* Records for this exercise *
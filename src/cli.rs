use std::path::PathBuf;

use clap::{Args, Parser, Subcommand};

use crate::package::{MultiPackagePolicy, PackageManagerKind};
use crate::platform::Platform;
use crate::ui::OutputFormat;

/// Restore a development environment's packages from plain-text lists
#[derive(Parser, Debug)]
#[command(author, version, about, long_about = None)]
pub struct Cli {
    /// Activate debug mode
    #[arg(short, long, global = true)]
    pub debug: bool,

    /// Output format
    #[arg(long, value_enum, default_value = "text", global = true)]
    pub output: OutputFormat,

    /// Disable colored output
    #[arg(long, global = true)]
    pub no_color: bool,

    /// Use this config file instead of the default location
    #[arg(long, global = true, value_name = "PATH")]
    pub config_file: Option<PathBuf>,

    /// Skip detection and assume this platform
    #[arg(long, value_enum, global = true)]
    pub platform: Option<Platform>,

    #[command(subcommand)]
    pub command: Commands,
}

#[derive(Subcommand, Debug)]
pub enum Commands {
    /// Install every listed package that is not already present
    Restore(RestoreArgs),

    /// Show the ordered install phases without installing anything
    Plan(PlanArgs),

    /// Write the currently installed packages into the package lists
    Backup(BackupArgs),

    /// Print the detected platform and the package-manager tools on PATH
    Detect,
}

#[derive(Args, Debug, Default, Clone)]
pub struct SourceArgs {
    /// Directory with packages.<kind> lists (repeat to merge several)
    #[arg(long = "config-dir", value_name = "DIR")]
    pub config_dirs: Vec<PathBuf>,

    /// Only handle these kinds
    #[arg(long, value_enum, value_delimiter = ',')]
    pub only: Vec<PackageManagerKind>,
}

#[derive(Args, Debug, Default, Clone)]
pub struct PlanArgs {
    #[command(flatten)]
    pub sources: SourceArgs,
}

#[derive(Args, Debug, Default, Clone)]
pub struct RestoreArgs {
    #[command(flatten)]
    pub sources: SourceArgs,

    /// Seconds before a single installer invocation is killed
    #[arg(long, value_name = "SECS", value_parser = clap::value_parser!(u64).range(1..))]
    pub timeout: Option<u64>,

    /// Whether a name translated to several packages needs all or any of them
    #[arg(long, value_enum)]
    pub policy: Option<MultiPackagePolicy>,

    /// Do not try to install missing package-manager tools
    #[arg(long)]
    pub no_bootstrap: bool,
}

#[derive(Args, Debug, Default, Clone)]
pub struct BackupArgs {
    /// Directory to write packages.<kind> lists into
    #[arg(long = "config-dir", value_name = "DIR")]
    pub config_dir: Option<PathBuf>,

    /// Replace existing lists instead of merging into them
    #[arg(long)]
    pub force: bool,
}

#[cfg(test)]
mod tests {
    use super::*;
    use clap::CommandFactory;

    #[test]
    fn test_cli_is_well_formed() {
        Cli::command().debug_assert();
    }

    #[test]
    fn test_restore_flags() {
        let cli = Cli::try_parse_from([
            "devrestore",
            "--platform",
            "arch",
            "restore",
            "--config-dir",
            "a",
            "--config-dir",
            "b",
            "--only",
            "system,aur",
            "--timeout",
            "60",
            "--policy",
            "any",
            "--no-bootstrap",
        ])
        .unwrap();

        assert_eq!(cli.platform, Some(Platform::Arch));
        let Commands::Restore(args) = cli.command else {
            panic!("expected restore");
        };
        assert_eq!(args.sources.config_dirs, vec![PathBuf::from("a"), PathBuf::from("b")]);
        assert_eq!(
            args.sources.only,
            vec![PackageManagerKind::System, PackageManagerKind::Aur]
        );
        assert_eq!(args.timeout, Some(60));
        assert_eq!(args.policy, Some(MultiPackagePolicy::Any));
        assert!(args.no_bootstrap);
    }

    #[test]
    fn test_zero_timeout_rejected() {
        assert!(Cli::try_parse_from(["devrestore", "restore", "--timeout", "0"]).is_err());
    }

    #[test]
    fn test_global_output_after_subcommand() {
        let cli = Cli::try_parse_from(["devrestore", "plan", "--output", "json"]).unwrap();
        assert_eq!(cli.output, OutputFormat::Json);
    }
}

* Problem details *
Pull out every line holding "crate" from the records above, and copy it.

* Answer to this problem *
use crate::package::{MultiPackagePolicy, PackageManagerKind};
use crate::platform::Platform;
use crate::ui::OutputFormat;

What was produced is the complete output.